When you need to make a choice but lack sufficient evidence for a solid decision, your brain calculates how much time has elapsed to give you a confidence rating of sorts, says a team of neuroscientists at New York University (NYU). Their findings are published in the journal Neuron.
“In our daily lives, we make many decisions,” says Roozbeh Kiani, Ph.D., an assistant professor in NYU’s Center for Neural Science and one of the study’s authors.
“Sometimes the evidence afforded us is strong, enabling us to decide quickly and accurately. Other times, the evidence is lacking; we take longer to decide and tend to be less accurate. Our brain can learn that longer elapsed times are associated with lower accuracy and should mean less confidence.”
“Our findings show that our brains use this association to calculate confidence, not just based on the available evidence, but also based on how long it takes to gather the evidence.”

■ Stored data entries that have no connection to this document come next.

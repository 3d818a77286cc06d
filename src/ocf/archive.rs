//! Read-only access to the EPUB zip container
//!
//! Entries are read on demand; nothing is cached.

use crate::error::{Error, Result};
use crate::ocf::ArchivePath;
use std::fs::File;
use std::io::{BufReader, Cursor, Read, Seek};
use std::path::Path;
use zip::read::ZipArchive;
use zip::result::ZipError;

/// An open EPUB archive
#[derive(Debug)]
pub struct Archive<R = BufReader<File>> {
    zip: ZipArchive<R>,
}

impl Archive<BufReader<File>> {
    /// Open an archive from a file path
    pub fn open<P: AsRef<Path>>(path: P) -> Result<Self> {
        let file = File::open(path)?;
        Self::from_reader(BufReader::new(file))
    }
}

impl Archive<Cursor<Vec<u8>>> {
    /// Open an archive held in memory
    pub fn from_bytes(bytes: Vec<u8>) -> Result<Self> {
        Self::from_reader(Cursor::new(bytes))
    }
}

impl<R: Read + Seek> Archive<R> {
    /// Open an archive from a reader
    pub fn from_reader(reader: R) -> Result<Self> {
        Ok(Self {
            zip: ZipArchive::new(reader)?,
        })
    }

    /// Check whether an entry exists
    pub fn contains(&self, path: &str) -> bool {
        self.zip.index_for_name(path).is_some()
    }

    /// Names of all entries, in archive order
    pub fn entry_names(&self) -> impl Iterator<Item = &str> {
        self.zip.file_names()
    }

    /// Read an entry's raw bytes
    pub fn read(&mut self, path: &str) -> Result<Vec<u8>> {
        let mut file = match self.zip.by_name(path) {
            Ok(file) => file,
            Err(ZipError::FileNotFound) => return Err(Error::EntryNotFound(path.to_string())),
            Err(e) => return Err(e.into()),
        };

        let mut data = Vec::new();
        file.read_to_end(&mut data)?;
        Ok(data)
    }

    /// Read an entry as UTF-8 text (a leading BOM is dropped)
    pub fn read_to_string(&mut self, path: &str) -> Result<String> {
        let data = self.read(path)?;
        let text = std::str::from_utf8(&data)?;
        Ok(text.strip_prefix('\u{feff}').unwrap_or(text).to_string())
    }

    /// Read an entry addressed by an [`ArchivePath`]
    pub fn read_path(&mut self, path: &ArchivePath) -> Result<String> {
        self.read_to_string(path.as_str())
    }
}
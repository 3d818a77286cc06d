//! Lenient date parsing for OPF metadata

use chrono::{DateTime, NaiveDate, NaiveDateTime, Utc};

/// Parse a metadata date.
///
/// Accepts RFC 3339 timestamps, naive `YYYY-MM-DD[T ]HH:MM:SS` (taken as
/// UTC), and the reduced-precision forms `YYYY-MM-DD`, `YYYY-MM` and `YYYY`.
pub fn parse_date(value: &str) -> Option<DateTime<Utc>> {
    let value = value.trim();
    if value.is_empty() {
        return None;
    }

    if let Ok(dt) = DateTime::parse_from_rfc3339(value) {
        return Some(dt.with_timezone(&Utc));
    }

    for format in ["%Y-%m-%dT%H:%M:%S%.f", "%Y-%m-%d %H:%M:%S%.f"] {
        if let Ok(dt) = NaiveDateTime::parse_from_str(value, format) {
            return Some(dt.and_utc());
        }
    }

    let date = match value.len() {
        4 => NaiveDate::parse_from_str(&format!("{value}-01-01"), "%Y-%m-%d"),
        7 => NaiveDate::parse_from_str(&format!("{value}-01"), "%Y-%m-%d"),
        _ => NaiveDate::parse_from_str(value, "%Y-%m-%d"),
    };
    match date {
        Ok(date) => date.and_hms_opt(0, 0, 0).map(|dt| dt.and_utc()),
        Err(_) => {
            log::debug!("unparseable date: {value:?}");
            None
        }
    }
}
//! # CLI Module
//!
//! The report orchestrator. A run prints a banner, then builds the report of
//! the previous month and, in January only, the report of the previous year.
//!
//! ## Report Flow
//!
//! ```text
//! ListenBrainz (top releases)
//!     ↓
//! dedupe → drop unverified → keep top N
//!     ↓
//! Cover Art Archive (front covers)
//!     ↓
//! MessageFormatter (tier fallback, 280 characters)
//!     ↓
//! Mastodon, then Twitter
//! ```
//!
//! Each step prints a fixed-width label followed by `DONE!`, `SKIPPED!` or
//! `ERROR! <detail>`. Nothing here aborts the process: failures are printed
//! and the run goes on with whatever is left.

mod debug;
mod report;

use std::time::Duration;

use chrono::{Datelike, Local};
use reqwest::Client;

pub use debug::config_table;
pub use report::{Platforms, SendOutcome, preview, report, send};

use crate::{
    config::Config,
    error::Error,
    info,
    listenbrainz::ListenBrainzClient,
    musicbrainz::{CoverArtClient, USER_AGENT},
    success,
    types::Period,
    utils::WIDTH,
};

pub const PROGRAM_NAME: &str = "ListenBrainz to Mastodon and Twitter";

pub fn http_client() -> Result<Client, Error> {
    Ok(Client::builder()
        .user_agent(USER_AGENT)
        .timeout(Duration::from_secs(30))
        .build()?)
}

/// Runs the reports due today.
pub async fn run(config: &Config) -> Result<(), Error> {
    println!(
        "{} - v{}\n{}",
        PROGRAM_NAME,
        env!("CARGO_PKG_VERSION"),
        "=".repeat(WIDTH)
    );

    if config.debug {
        println!("DEBUG INFORMATION\n{}", config_table(config));
    }

    let client = http_client()?;
    let history = ListenBrainzClient::new(client.clone(), &config.listenbrainz_url);
    let covers = CoverArtClient::new(client.clone(), &config.coverart_url, config.download_retry);
    let mut platforms = Platforms::from_config(config, &client);

    if platforms.is_empty() {
        info!("No platform configured, the report will only be printed.");
    }

    let periods = due_periods(Local::now().month());
    for &period in &periods {
        let title = match period {
            Period::Month => "Last month report",
            Period::Year => "Last year report",
        };
        println!("\n{}\n{}", title, "-".repeat(WIDTH));
        report(config, &history, &covers, &mut platforms, &client, period).await;
    }

    println!();
    success!("{} report(s) done for {}.", periods.len(), config.lb_user);
    Ok(())
}

/// The monthly report always runs, the yearly one only in January.
pub fn due_periods(month: u32) -> Vec<Period> {
    if month == 1 {
        vec![Period::Month, Period::Year]
    } else {
        vec![Period::Month]
    }
}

It is well known that our decisions typically come with a certain degree of confidence, and this confidence plays a key role in helping us make future choices, especially when the outcomes are delayed and rapid learning is required.
Less understood, however, is how this certainty is established. Researchers have attributed it to two factors: evidence and decision time. If we believe we have enough evidence to make a good decision, for example, we’re more likely to be certain in making a choice. And when it comes to time, the speed of a decision usually reflects confidence — the more quickly we make a choice, the more confident we are.
For the study, researchers asked the participants to determine which way a group of dots were moving (up or down) in a random-dot motion display. Participants answered by making an eye movement to either an up or down horizontal bar, directing their gaze toward one or the other end of the bar to indicate the level of confidence in the decision.
Their results showed that, not surprisingly, more evidence boosted the confidence of responses. Furthermore, the less time it took to make a decision, the more confident the participants felt about their decisions.
“It’s an intriguing notion that the brain might convert its data gathered through the senses into units of ‘degree of belief’ by combining evidence and elapsed time,” said co-author Michael Shadlen, M.D., a professor of neuroscience at Columbia University, an investigator of the Howard Hughes Medical Institute, and a member of Columbia’s Mortimer B. Zuckerman Mind Brain Behavior Institute.
“Those same regularities that support the intuition that time might matter also made it challenging to identify time itself as a player and not just a marker for something else, such as accuracy.
“It makes intuitive sense that ‘time spent’ would serve as a clue about difficulty; proving it in the lab was not easy though. No wonder it took until 2014 to do it!”